-- Exercise requirements --
Print the lines below exactly, beginning with the one that contains "pub type AppCapture" and stopping after the last line.

-- Records supplied --
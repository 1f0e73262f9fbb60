// Wires the media-capture crate to this app: HTTP uploader, platform camera
// and the system gallery picker.

use media_capture::{
    pick_gallery_paths, platform_camera, CameraSession, HttpMediaUploader, LocalPayload,
    MediaCapture, Notice, PlatformCamera, UploadCoordinator,
};
use tokio::sync::mpsc::UnboundedReceiver;

use crate::config::AppConfig;
use crate::error::AppError;

pub type AppCapture = MediaCapture<HttpMediaUploader, PlatformCamera>;

/// Builds the capture front-end for one report form
pub fn new_capture(
    config: &AppConfig,
) -> Result<(AppCapture, UnboundedReceiver<Notice>), AppError> {
    let uploader = HttpMediaUploader::new(&config.upload_config())?;
    let (coordinator, notices) = UploadCoordinator::new(uploader);
    let camera = CameraSession::new(platform_camera(), config.camera.clone());
    Ok((MediaCapture::new(coordinator, camera), notices))
}

/// Opens the system picker and reads every selected image
///
/// An empty result means the user picked nothing.
pub async fn pick_gallery_files() -> Result<Vec<LocalPayload>, AppError> {
    let paths = tokio::task::spawn_blocking(pick_gallery_paths)
        .await
        .map_err(|e| AppError::Filesystem(std::io::Error::other(e)))??;
    log::debug!("Picker returned {} path(s)", paths.len());
    Ok(media_capture::load_files(paths).await)
}
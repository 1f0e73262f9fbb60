pub mod report;

pub use report::ReportForm;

-- Reply to the exercise --
pub type AppCapture = MediaCapture<HttpMediaUploader, PlatformCamera>;

/// Builds the capture front-end for one report form
pub fn new_capture(
    config: &AppConfig,
) -> Result<(AppCapture, UnboundedReceiver<Notice>), AppError> {
    let uploader = HttpMediaUploader::new(&config.upload_config())?;
    let (coordinator, notices) = UploadCoordinator::new(uploader);
    let camera = CameraSession::new(platform_camera(), config.camera.clone());
    Ok((MediaCapture::new(coordinator, camera), notices))
}

/// Opens the system picker and reads every selected image
///
/// An empty result means the user picked nothing.
pub async fn pick_gallery_files() -> Result<Vec<LocalPayload>, AppError> {
    let paths = tokio::task::spawn_blocking(pick_gallery_paths)
        .await
        .map_err(|e| AppError::Filesystem(std::io::Error::other(e)))??;
    log::debug!("Picker returned {} path(s)", paths.len());
    Ok(media_capture::load_files(paths).await)
}
repository 1f0e73262f9fbb60
pub mod report;

pub use report::ReportForm;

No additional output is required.